## [Aim of the exercise]
For this exercise, return exactly the lines of the material below that begin at the one with "that expose it." and stop after the one with "same initial records.".

## [Records supplied]

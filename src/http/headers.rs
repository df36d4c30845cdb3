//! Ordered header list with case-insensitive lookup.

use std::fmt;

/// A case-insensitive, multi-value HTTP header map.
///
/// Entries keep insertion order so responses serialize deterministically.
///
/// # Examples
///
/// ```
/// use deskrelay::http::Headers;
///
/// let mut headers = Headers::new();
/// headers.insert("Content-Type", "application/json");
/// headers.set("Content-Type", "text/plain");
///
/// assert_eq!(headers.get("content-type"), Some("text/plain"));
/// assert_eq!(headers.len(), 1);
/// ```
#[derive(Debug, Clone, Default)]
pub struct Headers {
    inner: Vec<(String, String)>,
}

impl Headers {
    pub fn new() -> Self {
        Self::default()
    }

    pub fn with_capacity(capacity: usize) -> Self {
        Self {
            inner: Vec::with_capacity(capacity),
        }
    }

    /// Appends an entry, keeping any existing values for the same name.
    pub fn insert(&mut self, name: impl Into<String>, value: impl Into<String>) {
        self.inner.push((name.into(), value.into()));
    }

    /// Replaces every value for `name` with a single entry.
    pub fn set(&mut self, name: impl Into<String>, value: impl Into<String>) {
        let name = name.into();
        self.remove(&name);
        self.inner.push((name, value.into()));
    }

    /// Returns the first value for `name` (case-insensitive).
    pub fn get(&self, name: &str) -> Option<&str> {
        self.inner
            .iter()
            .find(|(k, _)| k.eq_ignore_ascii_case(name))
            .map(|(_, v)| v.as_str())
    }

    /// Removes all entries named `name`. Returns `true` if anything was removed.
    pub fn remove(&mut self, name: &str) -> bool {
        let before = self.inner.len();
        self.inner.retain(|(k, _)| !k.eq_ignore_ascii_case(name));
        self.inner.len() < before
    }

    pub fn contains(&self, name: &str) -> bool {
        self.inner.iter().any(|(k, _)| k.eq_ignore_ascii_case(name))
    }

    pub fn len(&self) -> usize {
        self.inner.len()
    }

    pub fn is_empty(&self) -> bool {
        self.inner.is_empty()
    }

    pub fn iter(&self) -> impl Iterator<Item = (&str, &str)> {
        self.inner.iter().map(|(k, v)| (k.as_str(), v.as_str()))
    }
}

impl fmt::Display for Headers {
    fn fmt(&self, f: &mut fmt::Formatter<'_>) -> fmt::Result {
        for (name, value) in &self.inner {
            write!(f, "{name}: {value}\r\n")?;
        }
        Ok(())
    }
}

...

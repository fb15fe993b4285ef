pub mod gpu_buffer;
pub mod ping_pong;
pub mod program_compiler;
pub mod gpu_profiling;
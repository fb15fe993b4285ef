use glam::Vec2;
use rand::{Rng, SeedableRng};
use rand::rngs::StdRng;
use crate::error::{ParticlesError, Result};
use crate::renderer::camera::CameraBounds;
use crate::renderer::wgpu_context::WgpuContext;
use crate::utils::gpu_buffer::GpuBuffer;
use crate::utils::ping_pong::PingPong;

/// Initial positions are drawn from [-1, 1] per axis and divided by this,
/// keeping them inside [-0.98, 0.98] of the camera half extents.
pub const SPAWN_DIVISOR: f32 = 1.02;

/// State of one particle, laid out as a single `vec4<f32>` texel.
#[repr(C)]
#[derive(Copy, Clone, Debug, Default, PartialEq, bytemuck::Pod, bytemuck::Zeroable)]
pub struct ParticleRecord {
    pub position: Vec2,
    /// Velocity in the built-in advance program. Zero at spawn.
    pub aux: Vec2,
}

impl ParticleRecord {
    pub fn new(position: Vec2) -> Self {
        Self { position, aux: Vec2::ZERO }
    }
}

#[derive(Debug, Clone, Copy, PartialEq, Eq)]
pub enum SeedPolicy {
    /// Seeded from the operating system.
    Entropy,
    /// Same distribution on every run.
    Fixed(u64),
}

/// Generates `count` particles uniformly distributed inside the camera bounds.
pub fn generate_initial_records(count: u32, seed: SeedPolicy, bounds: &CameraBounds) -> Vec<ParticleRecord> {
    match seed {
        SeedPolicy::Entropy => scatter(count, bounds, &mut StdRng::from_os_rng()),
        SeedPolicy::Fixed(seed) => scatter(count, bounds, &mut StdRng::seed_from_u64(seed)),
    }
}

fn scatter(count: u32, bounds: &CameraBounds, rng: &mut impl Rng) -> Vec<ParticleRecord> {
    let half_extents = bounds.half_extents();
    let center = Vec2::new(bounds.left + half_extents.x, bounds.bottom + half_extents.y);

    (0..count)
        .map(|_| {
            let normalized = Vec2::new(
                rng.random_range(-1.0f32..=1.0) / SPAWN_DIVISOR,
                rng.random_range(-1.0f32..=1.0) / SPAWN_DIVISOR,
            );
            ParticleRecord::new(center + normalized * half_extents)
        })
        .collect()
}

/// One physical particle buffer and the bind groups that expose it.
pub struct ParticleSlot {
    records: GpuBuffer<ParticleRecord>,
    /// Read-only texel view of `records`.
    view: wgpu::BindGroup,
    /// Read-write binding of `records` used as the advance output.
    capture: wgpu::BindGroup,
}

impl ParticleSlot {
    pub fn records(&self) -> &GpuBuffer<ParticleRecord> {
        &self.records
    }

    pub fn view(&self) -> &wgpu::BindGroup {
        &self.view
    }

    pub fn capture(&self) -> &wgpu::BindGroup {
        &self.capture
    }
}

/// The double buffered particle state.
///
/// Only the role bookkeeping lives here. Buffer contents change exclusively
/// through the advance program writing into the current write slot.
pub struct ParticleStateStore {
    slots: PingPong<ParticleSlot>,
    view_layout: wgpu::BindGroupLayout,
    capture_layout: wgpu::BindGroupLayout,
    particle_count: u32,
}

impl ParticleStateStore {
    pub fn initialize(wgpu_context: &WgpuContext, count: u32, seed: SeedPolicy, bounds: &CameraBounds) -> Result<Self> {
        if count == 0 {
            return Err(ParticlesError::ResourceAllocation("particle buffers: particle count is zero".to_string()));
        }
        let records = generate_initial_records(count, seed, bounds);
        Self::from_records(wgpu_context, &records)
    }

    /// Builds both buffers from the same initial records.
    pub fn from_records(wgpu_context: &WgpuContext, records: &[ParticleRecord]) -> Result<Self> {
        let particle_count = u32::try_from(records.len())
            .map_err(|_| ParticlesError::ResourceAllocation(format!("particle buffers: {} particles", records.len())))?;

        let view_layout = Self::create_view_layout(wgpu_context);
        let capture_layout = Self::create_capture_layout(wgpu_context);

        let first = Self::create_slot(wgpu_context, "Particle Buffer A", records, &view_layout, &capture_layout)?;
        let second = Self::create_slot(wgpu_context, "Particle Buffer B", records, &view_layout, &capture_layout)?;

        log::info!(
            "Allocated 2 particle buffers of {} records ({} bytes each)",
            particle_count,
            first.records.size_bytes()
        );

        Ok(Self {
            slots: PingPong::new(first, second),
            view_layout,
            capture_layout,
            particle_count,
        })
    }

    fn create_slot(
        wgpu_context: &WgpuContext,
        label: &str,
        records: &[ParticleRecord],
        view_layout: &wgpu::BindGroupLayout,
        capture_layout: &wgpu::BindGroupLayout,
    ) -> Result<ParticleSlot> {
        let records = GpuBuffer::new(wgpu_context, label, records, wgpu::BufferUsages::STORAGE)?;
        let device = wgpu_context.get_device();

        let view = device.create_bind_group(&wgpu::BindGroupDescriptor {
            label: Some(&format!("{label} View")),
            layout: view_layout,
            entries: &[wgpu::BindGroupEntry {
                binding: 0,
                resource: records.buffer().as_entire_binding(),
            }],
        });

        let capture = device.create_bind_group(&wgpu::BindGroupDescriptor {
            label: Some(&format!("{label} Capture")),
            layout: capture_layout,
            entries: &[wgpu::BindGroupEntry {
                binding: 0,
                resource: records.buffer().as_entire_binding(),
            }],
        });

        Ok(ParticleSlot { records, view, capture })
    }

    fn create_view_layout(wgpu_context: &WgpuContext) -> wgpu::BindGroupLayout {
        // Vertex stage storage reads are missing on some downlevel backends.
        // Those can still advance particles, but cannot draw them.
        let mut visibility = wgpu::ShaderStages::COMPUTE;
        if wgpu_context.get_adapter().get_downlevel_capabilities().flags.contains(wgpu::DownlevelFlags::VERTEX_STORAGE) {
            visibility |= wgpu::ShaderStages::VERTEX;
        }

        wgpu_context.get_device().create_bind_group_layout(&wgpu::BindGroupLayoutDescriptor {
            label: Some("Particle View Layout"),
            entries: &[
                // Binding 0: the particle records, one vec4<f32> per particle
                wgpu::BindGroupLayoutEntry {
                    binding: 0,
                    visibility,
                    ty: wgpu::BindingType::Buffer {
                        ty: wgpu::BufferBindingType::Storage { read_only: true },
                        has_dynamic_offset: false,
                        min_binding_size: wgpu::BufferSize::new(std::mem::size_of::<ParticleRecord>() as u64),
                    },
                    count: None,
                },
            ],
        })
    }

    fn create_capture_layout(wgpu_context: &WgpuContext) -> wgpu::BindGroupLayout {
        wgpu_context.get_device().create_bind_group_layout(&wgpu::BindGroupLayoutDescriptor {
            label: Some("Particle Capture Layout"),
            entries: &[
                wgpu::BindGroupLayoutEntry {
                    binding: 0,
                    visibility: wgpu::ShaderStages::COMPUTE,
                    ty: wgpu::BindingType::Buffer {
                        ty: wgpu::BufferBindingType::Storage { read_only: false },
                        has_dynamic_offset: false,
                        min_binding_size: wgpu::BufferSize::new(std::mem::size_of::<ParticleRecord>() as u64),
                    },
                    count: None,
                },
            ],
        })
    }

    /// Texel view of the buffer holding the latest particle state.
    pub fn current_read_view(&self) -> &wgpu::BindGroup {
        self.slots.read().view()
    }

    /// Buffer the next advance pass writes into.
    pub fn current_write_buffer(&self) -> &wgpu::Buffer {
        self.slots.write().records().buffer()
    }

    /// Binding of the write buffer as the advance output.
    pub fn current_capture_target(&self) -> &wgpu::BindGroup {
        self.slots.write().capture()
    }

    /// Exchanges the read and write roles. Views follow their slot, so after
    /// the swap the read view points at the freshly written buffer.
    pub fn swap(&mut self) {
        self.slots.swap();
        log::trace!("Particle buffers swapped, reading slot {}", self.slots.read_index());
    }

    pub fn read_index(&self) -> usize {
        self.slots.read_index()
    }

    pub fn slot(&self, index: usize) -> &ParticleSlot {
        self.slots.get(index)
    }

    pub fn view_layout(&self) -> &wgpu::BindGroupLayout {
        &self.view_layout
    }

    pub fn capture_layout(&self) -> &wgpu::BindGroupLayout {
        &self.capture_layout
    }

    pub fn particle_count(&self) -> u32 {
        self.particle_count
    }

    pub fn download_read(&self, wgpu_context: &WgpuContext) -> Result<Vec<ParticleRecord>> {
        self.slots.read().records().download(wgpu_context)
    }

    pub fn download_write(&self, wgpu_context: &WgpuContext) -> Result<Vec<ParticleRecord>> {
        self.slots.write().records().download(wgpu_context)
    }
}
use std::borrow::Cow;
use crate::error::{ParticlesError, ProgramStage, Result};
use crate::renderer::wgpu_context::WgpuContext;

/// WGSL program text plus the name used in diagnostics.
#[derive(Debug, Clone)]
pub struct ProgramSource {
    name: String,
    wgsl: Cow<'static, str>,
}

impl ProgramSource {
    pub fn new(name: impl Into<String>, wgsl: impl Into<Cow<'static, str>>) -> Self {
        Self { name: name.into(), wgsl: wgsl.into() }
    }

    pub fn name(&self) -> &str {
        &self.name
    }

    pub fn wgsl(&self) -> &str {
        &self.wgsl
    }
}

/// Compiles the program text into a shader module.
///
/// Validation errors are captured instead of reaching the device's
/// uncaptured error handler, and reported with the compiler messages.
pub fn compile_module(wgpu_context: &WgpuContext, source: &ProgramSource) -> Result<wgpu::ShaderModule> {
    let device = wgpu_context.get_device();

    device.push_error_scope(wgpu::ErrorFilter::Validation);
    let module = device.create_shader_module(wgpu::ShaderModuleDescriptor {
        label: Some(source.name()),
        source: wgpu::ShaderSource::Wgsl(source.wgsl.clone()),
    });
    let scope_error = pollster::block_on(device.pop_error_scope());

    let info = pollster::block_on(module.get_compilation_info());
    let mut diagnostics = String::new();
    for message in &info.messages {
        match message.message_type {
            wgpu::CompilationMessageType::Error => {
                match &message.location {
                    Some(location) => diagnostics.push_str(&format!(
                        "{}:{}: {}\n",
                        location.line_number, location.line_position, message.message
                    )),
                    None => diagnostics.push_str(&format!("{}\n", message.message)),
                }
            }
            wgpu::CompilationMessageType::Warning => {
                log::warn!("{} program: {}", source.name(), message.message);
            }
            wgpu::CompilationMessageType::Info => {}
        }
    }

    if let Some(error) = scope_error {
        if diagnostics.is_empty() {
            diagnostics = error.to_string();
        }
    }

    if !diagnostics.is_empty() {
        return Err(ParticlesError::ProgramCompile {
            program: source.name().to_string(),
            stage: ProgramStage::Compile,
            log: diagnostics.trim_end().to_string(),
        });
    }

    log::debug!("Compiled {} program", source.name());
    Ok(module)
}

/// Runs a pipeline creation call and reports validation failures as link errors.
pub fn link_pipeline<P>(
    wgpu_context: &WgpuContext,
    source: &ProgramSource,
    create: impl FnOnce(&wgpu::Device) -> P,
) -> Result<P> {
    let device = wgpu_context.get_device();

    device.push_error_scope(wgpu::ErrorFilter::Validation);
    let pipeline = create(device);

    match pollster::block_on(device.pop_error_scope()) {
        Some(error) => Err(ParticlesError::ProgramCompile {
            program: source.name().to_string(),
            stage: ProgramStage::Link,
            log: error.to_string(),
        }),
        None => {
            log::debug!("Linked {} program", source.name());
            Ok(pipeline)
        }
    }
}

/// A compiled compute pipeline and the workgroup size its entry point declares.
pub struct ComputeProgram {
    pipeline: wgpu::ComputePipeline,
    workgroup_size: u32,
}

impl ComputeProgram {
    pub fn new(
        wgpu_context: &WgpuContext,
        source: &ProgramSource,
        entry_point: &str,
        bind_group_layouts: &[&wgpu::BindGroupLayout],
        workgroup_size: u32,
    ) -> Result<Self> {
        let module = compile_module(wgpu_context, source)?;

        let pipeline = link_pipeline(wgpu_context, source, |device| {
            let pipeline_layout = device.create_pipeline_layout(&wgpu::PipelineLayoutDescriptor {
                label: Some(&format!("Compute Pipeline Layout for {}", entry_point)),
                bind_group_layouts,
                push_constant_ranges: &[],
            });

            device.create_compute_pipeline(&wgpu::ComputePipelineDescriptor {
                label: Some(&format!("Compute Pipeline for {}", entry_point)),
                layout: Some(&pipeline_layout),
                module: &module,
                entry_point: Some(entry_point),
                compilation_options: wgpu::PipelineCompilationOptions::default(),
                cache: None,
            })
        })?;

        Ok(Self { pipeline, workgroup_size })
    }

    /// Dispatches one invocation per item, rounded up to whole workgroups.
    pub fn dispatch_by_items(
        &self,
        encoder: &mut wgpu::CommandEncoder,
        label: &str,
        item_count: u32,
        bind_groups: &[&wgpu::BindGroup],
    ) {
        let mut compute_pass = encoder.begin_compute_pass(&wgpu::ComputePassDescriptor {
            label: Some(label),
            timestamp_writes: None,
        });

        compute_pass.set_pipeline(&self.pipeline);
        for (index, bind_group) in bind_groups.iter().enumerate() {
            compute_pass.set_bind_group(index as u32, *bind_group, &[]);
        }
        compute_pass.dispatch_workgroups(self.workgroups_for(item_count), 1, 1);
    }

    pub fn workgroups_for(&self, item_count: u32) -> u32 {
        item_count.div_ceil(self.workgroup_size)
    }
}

## [Result for this task]
/// One physical particle buffer and the bind groups that expose it.
pub struct ParticleSlot {
    records: GpuBuffer<ParticleRecord>,
    /// Read-only texel view of `records`.
    view: wgpu::BindGroup,
    /// Read-write binding of `records` used as the advance output.
    capture: wgpu::BindGroup,
}

impl ParticleSlot {
    pub fn records(&self) -> &GpuBuffer<ParticleRecord> {
        &self.records
    }

    pub fn view(&self) -> &wgpu::BindGroup {
        &self.view
    }

    pub fn capture(&self) -> &wgpu::BindGroup {
        &self.capture
    }
}

/// The double buffered particle state.
///
/// Only the role bookkeeping lives here. Buffer contents change exclusively
/// through the advance program writing into the current write slot.
pub struct ParticleStateStore {
    slots: PingPong<ParticleSlot>,
    view_layout: wgpu::BindGroupLayout,
    capture_layout: wgpu::BindGroupLayout,
    particle_count: u32,
}

impl ParticleStateStore {
    pub fn initialize(wgpu_context: &WgpuContext, count: u32, seed: SeedPolicy, bounds: &CameraBounds) -> Result<Self> {
        if count == 0 {
            return Err(ParticlesError::ResourceAllocation("particle buffers: particle count is zero".to_string()));
        }
        let records = generate_initial_records(count, seed, bounds);
        Self::from_records(wgpu_context, &records)
    }

    /// Builds both buffers from the same initial records.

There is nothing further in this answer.